In the entries below, count the lines that hold the string "working" and state only that count.
%%
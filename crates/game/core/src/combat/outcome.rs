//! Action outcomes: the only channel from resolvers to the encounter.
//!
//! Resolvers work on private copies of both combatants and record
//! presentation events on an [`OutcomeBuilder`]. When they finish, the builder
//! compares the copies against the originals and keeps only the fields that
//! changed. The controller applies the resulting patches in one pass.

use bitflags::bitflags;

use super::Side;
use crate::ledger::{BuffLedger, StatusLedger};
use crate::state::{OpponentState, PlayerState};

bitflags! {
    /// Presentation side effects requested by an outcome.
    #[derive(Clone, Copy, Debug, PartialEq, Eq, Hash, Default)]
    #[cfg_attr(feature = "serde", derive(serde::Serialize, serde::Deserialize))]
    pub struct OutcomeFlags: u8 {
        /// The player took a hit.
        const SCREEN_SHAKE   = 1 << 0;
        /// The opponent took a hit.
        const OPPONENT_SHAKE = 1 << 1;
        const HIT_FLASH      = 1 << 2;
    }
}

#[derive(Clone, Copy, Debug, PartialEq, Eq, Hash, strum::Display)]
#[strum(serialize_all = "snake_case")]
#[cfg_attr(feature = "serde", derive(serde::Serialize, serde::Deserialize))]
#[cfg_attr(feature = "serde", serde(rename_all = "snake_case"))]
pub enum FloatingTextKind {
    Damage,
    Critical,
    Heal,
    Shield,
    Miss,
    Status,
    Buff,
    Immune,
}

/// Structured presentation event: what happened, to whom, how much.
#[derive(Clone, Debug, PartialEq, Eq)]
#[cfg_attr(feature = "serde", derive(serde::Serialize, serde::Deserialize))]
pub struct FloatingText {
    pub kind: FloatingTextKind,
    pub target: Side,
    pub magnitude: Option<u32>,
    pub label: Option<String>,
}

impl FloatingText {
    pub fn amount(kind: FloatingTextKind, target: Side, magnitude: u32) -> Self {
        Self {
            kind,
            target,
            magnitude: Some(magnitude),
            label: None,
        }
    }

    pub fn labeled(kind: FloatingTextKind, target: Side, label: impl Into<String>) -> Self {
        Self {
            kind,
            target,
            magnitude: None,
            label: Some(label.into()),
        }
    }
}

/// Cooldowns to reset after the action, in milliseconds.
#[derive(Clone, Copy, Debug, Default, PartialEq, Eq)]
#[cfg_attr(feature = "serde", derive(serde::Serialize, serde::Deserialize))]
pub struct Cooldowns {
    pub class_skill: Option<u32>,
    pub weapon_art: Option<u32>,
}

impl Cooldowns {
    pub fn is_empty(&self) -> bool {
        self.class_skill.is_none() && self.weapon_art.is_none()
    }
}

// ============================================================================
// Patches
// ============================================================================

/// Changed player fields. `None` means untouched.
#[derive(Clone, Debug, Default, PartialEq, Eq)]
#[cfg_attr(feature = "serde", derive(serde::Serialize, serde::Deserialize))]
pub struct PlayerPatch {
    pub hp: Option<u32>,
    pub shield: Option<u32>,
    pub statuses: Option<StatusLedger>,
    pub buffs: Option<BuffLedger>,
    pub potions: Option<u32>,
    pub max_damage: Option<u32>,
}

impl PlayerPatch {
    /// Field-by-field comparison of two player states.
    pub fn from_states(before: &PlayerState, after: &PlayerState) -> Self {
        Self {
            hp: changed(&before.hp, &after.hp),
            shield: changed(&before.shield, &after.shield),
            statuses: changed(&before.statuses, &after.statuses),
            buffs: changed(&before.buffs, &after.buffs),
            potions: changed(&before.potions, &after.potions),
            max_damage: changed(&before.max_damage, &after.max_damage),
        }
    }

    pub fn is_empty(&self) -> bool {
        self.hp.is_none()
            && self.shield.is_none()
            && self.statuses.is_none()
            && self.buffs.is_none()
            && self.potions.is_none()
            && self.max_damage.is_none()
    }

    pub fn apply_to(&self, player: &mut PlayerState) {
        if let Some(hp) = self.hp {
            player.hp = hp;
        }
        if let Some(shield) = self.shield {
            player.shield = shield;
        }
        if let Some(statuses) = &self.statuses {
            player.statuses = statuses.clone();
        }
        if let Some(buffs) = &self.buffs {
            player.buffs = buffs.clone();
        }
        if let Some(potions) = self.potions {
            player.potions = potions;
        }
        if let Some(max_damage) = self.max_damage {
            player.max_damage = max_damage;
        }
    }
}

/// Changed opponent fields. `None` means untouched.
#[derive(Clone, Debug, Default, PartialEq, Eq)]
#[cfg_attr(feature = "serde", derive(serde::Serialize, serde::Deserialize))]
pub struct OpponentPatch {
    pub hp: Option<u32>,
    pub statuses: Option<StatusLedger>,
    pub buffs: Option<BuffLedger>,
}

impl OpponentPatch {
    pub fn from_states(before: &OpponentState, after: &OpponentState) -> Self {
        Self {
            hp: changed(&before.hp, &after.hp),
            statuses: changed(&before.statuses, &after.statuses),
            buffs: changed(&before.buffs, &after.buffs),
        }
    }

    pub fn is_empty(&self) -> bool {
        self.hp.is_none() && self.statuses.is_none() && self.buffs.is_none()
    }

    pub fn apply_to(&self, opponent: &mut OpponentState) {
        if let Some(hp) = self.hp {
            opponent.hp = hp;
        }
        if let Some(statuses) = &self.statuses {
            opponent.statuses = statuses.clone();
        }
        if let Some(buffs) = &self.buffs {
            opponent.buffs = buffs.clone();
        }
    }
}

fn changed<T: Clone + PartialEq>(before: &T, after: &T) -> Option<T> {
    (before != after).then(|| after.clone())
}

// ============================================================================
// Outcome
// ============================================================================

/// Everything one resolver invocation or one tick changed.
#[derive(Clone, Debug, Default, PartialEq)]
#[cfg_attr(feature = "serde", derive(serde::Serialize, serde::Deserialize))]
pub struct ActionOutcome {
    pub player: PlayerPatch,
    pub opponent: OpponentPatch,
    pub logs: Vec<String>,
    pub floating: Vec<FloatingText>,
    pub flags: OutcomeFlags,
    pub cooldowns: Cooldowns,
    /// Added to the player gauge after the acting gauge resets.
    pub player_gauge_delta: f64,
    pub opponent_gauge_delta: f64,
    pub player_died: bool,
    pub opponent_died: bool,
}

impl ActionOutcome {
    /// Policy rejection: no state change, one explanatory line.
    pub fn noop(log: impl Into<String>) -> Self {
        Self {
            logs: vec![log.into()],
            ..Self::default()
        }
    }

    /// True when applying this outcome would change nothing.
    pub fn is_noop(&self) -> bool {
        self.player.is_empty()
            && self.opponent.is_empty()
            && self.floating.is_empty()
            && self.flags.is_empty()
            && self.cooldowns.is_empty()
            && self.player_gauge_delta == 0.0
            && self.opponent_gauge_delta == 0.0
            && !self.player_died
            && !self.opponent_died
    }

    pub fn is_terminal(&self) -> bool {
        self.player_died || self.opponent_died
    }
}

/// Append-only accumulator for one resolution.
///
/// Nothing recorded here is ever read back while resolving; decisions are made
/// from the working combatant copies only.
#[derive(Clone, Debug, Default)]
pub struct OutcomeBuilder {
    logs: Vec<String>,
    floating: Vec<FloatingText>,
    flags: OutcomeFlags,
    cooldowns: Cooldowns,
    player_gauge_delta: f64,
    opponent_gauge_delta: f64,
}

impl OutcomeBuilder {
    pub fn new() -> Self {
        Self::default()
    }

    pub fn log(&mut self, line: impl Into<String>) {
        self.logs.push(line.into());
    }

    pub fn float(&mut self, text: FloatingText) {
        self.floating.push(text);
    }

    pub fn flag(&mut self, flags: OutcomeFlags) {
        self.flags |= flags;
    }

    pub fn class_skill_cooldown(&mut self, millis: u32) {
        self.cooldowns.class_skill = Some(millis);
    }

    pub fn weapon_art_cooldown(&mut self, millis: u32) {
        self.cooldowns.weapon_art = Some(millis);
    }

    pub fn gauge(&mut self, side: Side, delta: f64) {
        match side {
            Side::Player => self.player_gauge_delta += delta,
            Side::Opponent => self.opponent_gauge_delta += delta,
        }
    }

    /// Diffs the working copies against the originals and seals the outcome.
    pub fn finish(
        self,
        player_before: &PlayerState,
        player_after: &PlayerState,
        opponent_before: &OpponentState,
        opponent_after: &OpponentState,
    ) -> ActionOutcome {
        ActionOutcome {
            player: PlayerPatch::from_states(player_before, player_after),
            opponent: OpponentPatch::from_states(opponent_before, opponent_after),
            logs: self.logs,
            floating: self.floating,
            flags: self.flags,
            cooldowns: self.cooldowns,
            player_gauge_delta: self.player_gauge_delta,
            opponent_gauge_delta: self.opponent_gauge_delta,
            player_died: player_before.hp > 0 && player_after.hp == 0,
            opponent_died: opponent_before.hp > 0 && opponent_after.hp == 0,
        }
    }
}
%%
_Output:_ 2